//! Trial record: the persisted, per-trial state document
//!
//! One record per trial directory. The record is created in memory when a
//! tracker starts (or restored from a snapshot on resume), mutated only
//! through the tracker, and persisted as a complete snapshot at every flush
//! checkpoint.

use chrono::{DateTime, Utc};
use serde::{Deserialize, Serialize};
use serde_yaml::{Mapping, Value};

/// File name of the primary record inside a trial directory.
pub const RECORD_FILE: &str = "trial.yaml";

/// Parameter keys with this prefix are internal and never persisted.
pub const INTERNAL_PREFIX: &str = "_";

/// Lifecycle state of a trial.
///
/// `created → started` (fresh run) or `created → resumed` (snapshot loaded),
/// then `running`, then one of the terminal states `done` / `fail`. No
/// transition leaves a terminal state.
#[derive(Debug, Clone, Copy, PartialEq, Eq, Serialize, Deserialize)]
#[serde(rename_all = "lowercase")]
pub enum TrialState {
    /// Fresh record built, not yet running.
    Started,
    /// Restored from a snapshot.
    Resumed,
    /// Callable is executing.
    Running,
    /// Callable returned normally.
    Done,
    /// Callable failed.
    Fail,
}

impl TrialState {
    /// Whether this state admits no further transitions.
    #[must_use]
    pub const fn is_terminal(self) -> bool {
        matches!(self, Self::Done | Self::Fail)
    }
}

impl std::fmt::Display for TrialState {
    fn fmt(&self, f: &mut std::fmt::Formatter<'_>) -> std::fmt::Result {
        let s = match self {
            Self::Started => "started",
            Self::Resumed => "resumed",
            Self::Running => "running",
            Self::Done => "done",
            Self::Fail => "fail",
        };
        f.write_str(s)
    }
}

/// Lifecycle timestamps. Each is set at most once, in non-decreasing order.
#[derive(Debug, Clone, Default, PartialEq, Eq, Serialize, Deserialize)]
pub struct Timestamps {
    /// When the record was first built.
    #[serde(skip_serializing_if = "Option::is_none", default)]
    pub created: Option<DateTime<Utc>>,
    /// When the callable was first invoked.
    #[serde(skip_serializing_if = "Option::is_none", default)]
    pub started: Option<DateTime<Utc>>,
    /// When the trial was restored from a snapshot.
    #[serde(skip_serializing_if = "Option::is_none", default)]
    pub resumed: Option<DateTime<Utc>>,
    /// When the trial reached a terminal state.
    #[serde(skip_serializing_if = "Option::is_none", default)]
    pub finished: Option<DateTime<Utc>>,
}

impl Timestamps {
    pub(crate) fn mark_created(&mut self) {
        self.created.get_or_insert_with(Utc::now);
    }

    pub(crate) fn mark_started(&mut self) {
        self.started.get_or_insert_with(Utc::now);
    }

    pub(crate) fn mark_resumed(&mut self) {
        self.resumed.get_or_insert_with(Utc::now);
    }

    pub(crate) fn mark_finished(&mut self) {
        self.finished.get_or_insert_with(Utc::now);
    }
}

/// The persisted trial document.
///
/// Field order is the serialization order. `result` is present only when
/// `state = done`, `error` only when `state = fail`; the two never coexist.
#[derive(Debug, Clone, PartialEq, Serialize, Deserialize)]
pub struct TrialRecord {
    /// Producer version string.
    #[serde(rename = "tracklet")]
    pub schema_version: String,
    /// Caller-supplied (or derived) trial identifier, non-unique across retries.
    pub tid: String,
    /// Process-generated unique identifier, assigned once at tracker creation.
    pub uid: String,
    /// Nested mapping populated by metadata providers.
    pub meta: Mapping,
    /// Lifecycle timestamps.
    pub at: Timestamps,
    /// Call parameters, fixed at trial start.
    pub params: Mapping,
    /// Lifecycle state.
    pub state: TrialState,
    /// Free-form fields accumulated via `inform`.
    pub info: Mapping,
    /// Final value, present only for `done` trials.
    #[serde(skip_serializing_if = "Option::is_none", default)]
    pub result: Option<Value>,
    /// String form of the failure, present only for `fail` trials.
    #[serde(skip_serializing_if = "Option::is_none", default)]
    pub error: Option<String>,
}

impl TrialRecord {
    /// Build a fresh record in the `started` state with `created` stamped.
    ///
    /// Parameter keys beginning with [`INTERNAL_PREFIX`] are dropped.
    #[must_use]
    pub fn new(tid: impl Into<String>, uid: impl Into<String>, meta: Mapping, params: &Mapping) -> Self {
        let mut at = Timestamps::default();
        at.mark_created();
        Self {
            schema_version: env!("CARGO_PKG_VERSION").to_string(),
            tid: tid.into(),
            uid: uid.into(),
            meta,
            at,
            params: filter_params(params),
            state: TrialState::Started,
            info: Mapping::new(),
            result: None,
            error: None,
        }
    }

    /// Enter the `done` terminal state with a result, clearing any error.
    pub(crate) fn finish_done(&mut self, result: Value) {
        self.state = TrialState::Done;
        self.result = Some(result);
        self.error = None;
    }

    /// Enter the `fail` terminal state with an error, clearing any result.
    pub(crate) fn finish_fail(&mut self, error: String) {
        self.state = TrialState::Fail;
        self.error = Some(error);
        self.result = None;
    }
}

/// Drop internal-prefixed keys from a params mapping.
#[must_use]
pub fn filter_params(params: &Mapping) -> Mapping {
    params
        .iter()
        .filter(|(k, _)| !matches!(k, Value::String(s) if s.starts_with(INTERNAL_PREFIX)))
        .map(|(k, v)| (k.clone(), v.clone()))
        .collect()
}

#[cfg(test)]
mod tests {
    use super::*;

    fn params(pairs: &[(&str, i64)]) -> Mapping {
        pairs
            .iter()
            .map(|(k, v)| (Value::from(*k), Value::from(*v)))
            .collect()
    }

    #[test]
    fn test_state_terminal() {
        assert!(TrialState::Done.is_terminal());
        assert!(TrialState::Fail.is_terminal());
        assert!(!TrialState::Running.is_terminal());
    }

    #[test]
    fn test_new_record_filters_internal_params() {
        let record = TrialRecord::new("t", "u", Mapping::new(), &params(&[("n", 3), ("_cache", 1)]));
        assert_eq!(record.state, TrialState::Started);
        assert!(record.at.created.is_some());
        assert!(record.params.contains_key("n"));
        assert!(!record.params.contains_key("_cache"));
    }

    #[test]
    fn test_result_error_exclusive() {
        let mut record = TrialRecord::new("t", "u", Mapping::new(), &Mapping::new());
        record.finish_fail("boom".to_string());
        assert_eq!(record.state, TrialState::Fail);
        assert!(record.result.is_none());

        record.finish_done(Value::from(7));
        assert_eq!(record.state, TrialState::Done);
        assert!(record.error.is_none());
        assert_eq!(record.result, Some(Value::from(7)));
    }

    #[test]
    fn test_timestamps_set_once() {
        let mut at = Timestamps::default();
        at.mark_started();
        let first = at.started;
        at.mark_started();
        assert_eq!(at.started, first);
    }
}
+++
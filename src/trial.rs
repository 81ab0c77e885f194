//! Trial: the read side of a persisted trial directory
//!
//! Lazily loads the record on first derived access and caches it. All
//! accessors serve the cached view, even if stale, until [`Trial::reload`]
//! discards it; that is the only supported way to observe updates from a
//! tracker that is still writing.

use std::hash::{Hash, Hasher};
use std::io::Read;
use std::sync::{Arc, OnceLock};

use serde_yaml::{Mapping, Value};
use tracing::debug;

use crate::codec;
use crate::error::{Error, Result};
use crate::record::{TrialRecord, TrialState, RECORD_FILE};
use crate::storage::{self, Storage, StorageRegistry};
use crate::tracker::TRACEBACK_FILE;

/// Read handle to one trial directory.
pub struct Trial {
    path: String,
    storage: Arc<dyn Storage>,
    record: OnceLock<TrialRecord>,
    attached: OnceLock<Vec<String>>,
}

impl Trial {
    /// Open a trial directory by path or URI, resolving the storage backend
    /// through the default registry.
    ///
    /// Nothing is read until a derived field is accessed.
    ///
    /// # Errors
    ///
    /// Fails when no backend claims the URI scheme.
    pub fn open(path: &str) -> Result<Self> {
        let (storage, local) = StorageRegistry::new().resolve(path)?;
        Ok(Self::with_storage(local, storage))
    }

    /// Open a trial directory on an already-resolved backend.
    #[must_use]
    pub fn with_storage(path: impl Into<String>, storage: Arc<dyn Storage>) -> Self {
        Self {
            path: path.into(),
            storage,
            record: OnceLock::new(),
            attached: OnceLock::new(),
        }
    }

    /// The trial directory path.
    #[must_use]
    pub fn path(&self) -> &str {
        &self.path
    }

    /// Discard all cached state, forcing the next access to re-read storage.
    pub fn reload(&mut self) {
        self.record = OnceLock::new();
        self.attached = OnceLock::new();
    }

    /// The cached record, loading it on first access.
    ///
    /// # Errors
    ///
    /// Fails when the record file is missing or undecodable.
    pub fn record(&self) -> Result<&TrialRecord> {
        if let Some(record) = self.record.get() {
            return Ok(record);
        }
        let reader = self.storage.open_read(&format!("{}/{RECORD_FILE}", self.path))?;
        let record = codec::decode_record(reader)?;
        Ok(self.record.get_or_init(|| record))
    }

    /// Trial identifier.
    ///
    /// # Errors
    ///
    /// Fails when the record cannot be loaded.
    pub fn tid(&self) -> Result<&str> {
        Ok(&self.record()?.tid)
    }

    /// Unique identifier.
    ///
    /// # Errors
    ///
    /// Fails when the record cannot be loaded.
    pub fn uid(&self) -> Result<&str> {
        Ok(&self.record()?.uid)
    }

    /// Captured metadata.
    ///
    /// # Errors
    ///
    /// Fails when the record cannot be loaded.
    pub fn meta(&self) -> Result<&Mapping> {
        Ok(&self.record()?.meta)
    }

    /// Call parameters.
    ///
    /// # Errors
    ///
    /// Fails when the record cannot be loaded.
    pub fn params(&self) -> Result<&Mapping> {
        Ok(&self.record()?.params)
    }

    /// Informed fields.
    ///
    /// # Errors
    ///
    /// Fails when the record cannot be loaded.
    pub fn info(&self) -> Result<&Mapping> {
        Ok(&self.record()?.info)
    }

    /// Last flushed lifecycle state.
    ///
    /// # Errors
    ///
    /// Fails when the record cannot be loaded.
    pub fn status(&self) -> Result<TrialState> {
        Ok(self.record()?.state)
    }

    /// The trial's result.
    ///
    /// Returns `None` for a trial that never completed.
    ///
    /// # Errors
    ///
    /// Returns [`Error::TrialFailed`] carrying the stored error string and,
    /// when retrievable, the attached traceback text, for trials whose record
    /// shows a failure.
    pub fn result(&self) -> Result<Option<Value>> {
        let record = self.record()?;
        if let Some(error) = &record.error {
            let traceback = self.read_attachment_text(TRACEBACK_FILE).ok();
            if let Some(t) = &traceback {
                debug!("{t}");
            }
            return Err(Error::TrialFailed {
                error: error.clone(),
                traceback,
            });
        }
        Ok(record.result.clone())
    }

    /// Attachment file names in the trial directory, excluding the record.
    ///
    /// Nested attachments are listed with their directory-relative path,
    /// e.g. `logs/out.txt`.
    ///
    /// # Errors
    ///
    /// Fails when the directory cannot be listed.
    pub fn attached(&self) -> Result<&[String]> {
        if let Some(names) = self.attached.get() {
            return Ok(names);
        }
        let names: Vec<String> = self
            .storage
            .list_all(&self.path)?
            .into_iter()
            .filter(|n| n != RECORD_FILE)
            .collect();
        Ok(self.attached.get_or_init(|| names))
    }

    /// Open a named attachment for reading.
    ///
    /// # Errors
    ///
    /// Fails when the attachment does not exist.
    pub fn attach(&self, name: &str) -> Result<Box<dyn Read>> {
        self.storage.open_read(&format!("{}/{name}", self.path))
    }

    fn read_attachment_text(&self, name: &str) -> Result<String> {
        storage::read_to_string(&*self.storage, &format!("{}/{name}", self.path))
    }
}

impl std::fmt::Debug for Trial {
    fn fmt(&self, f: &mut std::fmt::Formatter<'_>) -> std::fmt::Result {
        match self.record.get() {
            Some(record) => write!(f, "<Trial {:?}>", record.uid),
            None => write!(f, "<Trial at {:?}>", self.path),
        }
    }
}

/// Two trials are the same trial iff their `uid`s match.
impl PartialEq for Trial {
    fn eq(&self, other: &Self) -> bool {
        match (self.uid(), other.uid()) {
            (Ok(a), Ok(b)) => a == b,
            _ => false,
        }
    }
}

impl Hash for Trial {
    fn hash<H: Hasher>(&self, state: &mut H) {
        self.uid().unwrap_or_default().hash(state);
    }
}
+++
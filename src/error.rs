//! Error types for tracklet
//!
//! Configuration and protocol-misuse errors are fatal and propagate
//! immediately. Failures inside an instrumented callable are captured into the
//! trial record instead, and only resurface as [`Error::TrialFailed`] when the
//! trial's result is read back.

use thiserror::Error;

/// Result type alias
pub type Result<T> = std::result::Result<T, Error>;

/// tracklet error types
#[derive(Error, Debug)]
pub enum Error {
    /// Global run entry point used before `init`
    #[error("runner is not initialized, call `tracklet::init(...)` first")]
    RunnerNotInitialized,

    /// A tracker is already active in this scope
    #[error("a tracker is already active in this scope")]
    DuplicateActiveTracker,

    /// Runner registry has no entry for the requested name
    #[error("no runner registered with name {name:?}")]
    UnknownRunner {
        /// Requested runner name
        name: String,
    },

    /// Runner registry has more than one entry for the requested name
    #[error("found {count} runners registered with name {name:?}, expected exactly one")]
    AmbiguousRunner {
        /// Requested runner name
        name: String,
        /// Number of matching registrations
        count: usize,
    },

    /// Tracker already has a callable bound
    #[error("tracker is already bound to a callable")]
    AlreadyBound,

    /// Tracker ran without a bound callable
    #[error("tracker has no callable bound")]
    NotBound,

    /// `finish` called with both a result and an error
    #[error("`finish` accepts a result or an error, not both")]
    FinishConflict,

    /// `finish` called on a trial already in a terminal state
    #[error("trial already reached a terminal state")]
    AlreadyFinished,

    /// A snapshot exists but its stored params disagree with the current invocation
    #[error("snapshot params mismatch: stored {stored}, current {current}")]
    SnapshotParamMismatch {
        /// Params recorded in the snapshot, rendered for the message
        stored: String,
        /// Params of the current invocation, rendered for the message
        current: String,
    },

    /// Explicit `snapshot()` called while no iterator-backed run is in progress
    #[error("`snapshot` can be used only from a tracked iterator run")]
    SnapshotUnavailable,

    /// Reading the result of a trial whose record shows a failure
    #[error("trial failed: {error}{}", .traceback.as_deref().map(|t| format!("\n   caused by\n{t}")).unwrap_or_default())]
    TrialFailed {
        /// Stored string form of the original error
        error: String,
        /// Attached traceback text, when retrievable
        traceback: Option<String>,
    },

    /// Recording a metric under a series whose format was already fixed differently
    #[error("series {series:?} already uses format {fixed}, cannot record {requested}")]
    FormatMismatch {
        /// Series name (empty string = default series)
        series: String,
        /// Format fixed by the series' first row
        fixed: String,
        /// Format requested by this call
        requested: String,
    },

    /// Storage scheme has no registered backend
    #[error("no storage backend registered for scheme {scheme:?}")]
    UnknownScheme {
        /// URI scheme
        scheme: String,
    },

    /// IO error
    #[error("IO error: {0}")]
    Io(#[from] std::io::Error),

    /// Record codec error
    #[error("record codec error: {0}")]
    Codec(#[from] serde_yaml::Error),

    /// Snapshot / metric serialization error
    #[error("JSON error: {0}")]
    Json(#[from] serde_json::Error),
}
+++
__Requirement__. Within the entries, find each line holding the string "metric". Reply with how many there are, as a number alone.

__Reply__. 2